Entretanto, segundo Bland, as instituições de pesquisa já dispõem de mecanismos para proteger suas descobertas, que podem resultar em patentes ou recebimento de royalties.

Na Europa, por exemplo, algumas instituições de pesquisa desenvolveram um sistema que possibilita que indústrias farmacêuticas possam comparam seus bancos de dados de moléculas com os delas, por exemplo, sem que tenham acesso às informações estratégicas uma das outras, que podem resultar no desenvolvimento de um novo fármaco.

“Isso mostra que as instituições de pesquisa não precisam ser totalmente fechadas em relação à publicação de seus dados. Elas podem disponibilizá-las em um sistema seguro”, indicou.

De acordo com ela, outro limite à abertura dos dados científicos, também ilustrado por outro exemplo recente, é a segurança.

Em agosto de 2011, cientistas dos Estados Unidos e do Japão submeteram dois artigos para avaliação das revistas Nature e Science, em que relatam os resultados de uma pesquisa sobre um vírus da gripe aviária modificado em laboratório que desenvolveram juntando o vírus da gripe aviária com o da gripe suína (H1N1).
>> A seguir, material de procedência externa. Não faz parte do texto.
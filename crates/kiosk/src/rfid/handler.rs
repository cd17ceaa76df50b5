// SPDX-License-Identifier: BUSL-1.1
// Copyright (c) 2026 Alfred Jean LLC

//! Turns one reassembled raw UID string into a stable `card_id`, applying
//! debounce and the short-UID confirmation rule (spec §4.2). Frame
//! reassembly (`hid`/`keyboard`) and device I/O are handled upstream; this
//! module is the pure decision layer plus its structured logging.

use chrono::{DateTime, Utc};
use uuid::Uuid;

use locker_core::uid::{ScanOutcome, ScanReason, UidPolicy, UidStandardizer};

use crate::config::RfidConfig;

/// A completed, privacy-hashed scan ready for the user-flow state machine
/// (spec §4.2 "emit `CardScanned(...)`").
#[derive(Debug, Clone, PartialEq, Eq)]
pub struct CardScanned {
    pub card_id: String,
    pub scanned_at: DateTime<Utc>,
    pub reader_id: String,
    pub request_id: Uuid,
    pub raw_uid_hex: String,
    pub standardized_uid_hex: String,
}

/// What came out of processing one raw scan: an emitted card, a debounced
/// repeat (no log-worthy failure, just suppressed), or a rejection with a
/// stable reason code (spec "Logging" list).
#[derive(Debug, Clone, PartialEq, Eq)]
pub enum ScanResult {
    Emitted(CardScanned),
    Debounced { request_id: Uuid },
    Rejected { request_id: Uuid, reason: ScanReason },
}

/// Per-reader scan processor: one instance per physical RFID reader.
pub struct RfidHandler {
    reader_id: String,
    standardizer: UidStandardizer,
    debounce: chrono::Duration,
    last_emitted: Option<(String, DateTime<Utc>)>,
}

impl RfidHandler {
    pub fn new(reader_id: impl Into<String>, policy: UidPolicy, debounce: chrono::Duration) -> Self {
        Self {
            reader_id: reader_id.into(),
            standardizer: UidStandardizer::new(policy),
            debounce,
            last_emitted: None,
        }
    }

    pub fn from_config(reader_id: impl Into<String>, config: &RfidConfig) -> Self {
        Self::new(reader_id, config.uid_policy(), config.debounce())
    }

    /// Process one finalized raw UID string reassembled by the `hid` or
    /// `keyboard` layer.
    pub fn process_raw_scan(&mut self, raw: &str, now: DateTime<Utc>) -> ScanResult {
        let request_id = Uuid::new_v4();
        match self.standardizer.scan(raw, now) {
            ScanOutcome::Rejected { reason } => {
                tracing::info!(
                    request_id = %request_id,
                    reader_id = %self.reader_id,
                    reason = reason.as_str(),
                    "rfid scan rejected"
                );
                ScanResult::Rejected { request_id, reason }
            }
            ScanOutcome::Emitted { card_id, standardized_uid_hex } => {
                if self.debounced(&card_id, now) {
                    tracing::debug!(request_id = %request_id, reader_id = %self.reader_id, "rfid scan debounced");
                    return ScanResult::Debounced { request_id };
                }
                self.last_emitted = Some((card_id.clone(), now));
                tracing::debug!(
                    request_id = %request_id,
                    reader_id = %self.reader_id,
                    raw_uid_hex = raw,
                    standardized_uid_hex = %standardized_uid_hex,
                    "rfid scan raw/standardized"
                );
                tracing::info!(request_id = %request_id, reader_id = %self.reader_id, card_id = %card_id, "rfid scan accepted");
                ScanResult::Emitted(CardScanned {
                    card_id,
                    scanned_at: now,
                    reader_id: self.reader_id.clone(),
                    request_id,
                    raw_uid_hex: raw.to_string(),
                    standardized_uid_hex,
                })
            }
        }
    }

    fn debounced(&self, card_id: &str, now: DateTime<Utc>) -> bool {
        matches!(&self.last_emitted, Some((last, at)) if last == card_id && *at + self.debounce > now)
    }

    /// Drop a short-UID confirmation window that has expired without a
    /// matching repeat scan (spec: "expiry discards pending state").
    pub fn sweep_expired_confirmation(&mut self, now: DateTime<Utc>) -> Option<ScanReason> {
        self.standardizer.sweep_expired(now)
    }
}

#[cfg(test)]
#[path = "handler_tests.rs"]
mod tests;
A publicação dos artigos foi embargada após um pedido do governo americano que alegou que as descobertas poderiam ser utilizadas por terroristas para desenvolver armas biológicas, e dividiu opiniões – a Organização Mundial da Saúde (OMS) defendia a publicação, enquanto órgãos de segurança dos Estados Unidos se manifestaram contrários.
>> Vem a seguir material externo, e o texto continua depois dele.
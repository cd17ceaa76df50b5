// SPDX-License-Identifier: BUSL-1.1
// Copyright (c) 2026 Alfred Jean LLC

use std::sync::Arc;

use axum::body::Body;
use axum::http::Request;
use axum::routing::get;
use axum::Router;
use sqlx::SqlitePool;
use tokio_util::sync::CancellationToken;
use tower::ServiceExt;

use crate::config::GatewayConfig;
use crate::state::GatewayState;
use crate::transport::auth::admin_auth_layer;

fn test_config(admin_token: Option<&str>) -> GatewayConfig {
    GatewayConfig {
        host: "127.0.0.1".into(),
        port: 0,
        database_url: "sqlite::memory:".into(),
        reservation_ttl_seconds: 90,
        offline_threshold_seconds: 60,
        heartbeat_interval_ms: 10_000,
        poll_interval_ms: 2_000,
        command_max_retries: 3,
        command_retry_delay_base_ms: 1_000,
        command_retry_delay_max_ms: 30_000,
        stale_threshold_seconds: 3600,
        rate_limit_ip_per_min: 30,
        rate_limit_card_per_min: 60,
        rate_limit_locker_per_min: 6,
        rate_limit_device_per_20s: 1,
        admin_token: admin_token.map(str::to_owned),
    }
}

async fn test_router(admin_token: Option<&str>) -> Router {
    let pool = SqlitePool::connect("sqlite::memory:").await.expect("in-memory sqlite");
    sqlx::migrate!("./migrations").run(&pool).await.expect("run migrations");
    let state = Arc::new(GatewayState::new(test_config(admin_token), pool, CancellationToken::new()));

    Router::new()
        .route("/admin/ping", get(|| async { "pong" }))
        .route("/heartbeat", get(|| async { "ok" }))
        .layer(axum::middleware::from_fn_with_state(state.clone(), admin_auth_layer))
        .with_state(state)
}

#[tokio::test]
async fn admin_route_without_token_configured_is_open() {
    let router = test_router(None).await;
    let response = router
        .oneshot(Request::builder().uri("/admin/ping").body(Body::empty()).unwrap())
        .await
        .unwrap();
    assert_eq!(response.status(), axum::http::StatusCode::OK);
}

#[tokio::test]
async fn admin_route_rejects_missing_bearer_when_token_configured() {
    let router = test_router(Some("secret")).await;
    let response = router
        .oneshot(Request::builder().uri("/admin/ping").body(Body::empty()).unwrap())
        .await
        .unwrap();
    assert_eq!(response.status(), axum::http::StatusCode::UNAUTHORIZED);
}

#[tokio::test]
async fn admin_route_accepts_matching_bearer() {
    let router = test_router(Some("secret")).await;
    let response = router
        .oneshot(
            Request::builder()
                .uri("/admin/ping")
                .header("authorization", "Bearer secret")
                .body(Body::empty())
                .unwrap(),
        )
        .await
        .unwrap();
    assert_eq!(response.status(), axum::http::StatusCode::OK);
}

#[tokio::test]
async fn kiosk_facing_routes_are_exempt_from_admin_auth() {
    let router = test_router(Some("secret")).await;
    let response = router
        .oneshot(Request::builder().uri("/heartbeat").body(Body::empty()).unwrap())
        .await
        .unwrap();
    assert_eq!(response.status(), axum::http::StatusCode::OK);
}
No início de maio de 2012, a Nature ignorou o pedido do governo americano e publicou um dos artigos, sob a alegação de que qualquer informação restrita distribuída aos laboratórios universitários não consegue permanecer na condição de confidencialidade por muito tempo.

“O que nós vemos é que quando os dados científicos são mais abertos, aumenta a segurança, como pode ser visto no caso da publicação dos dados da pesquisa sobre o vírus modificado da gripe aviária. A abertura de assumir o risco de publicar levou a uma situação de maior segurança”, avaliou Bland.

A grande aspiração, segundo a especialista, é que em breve todos os dados científicos possam ser disponibilizados online e que seja possível interoperá-los.

“Os dados são parte integrantes da ciência e precisam ser melhor comunicados e não só incluídos nos artigos científicos”, afirmou.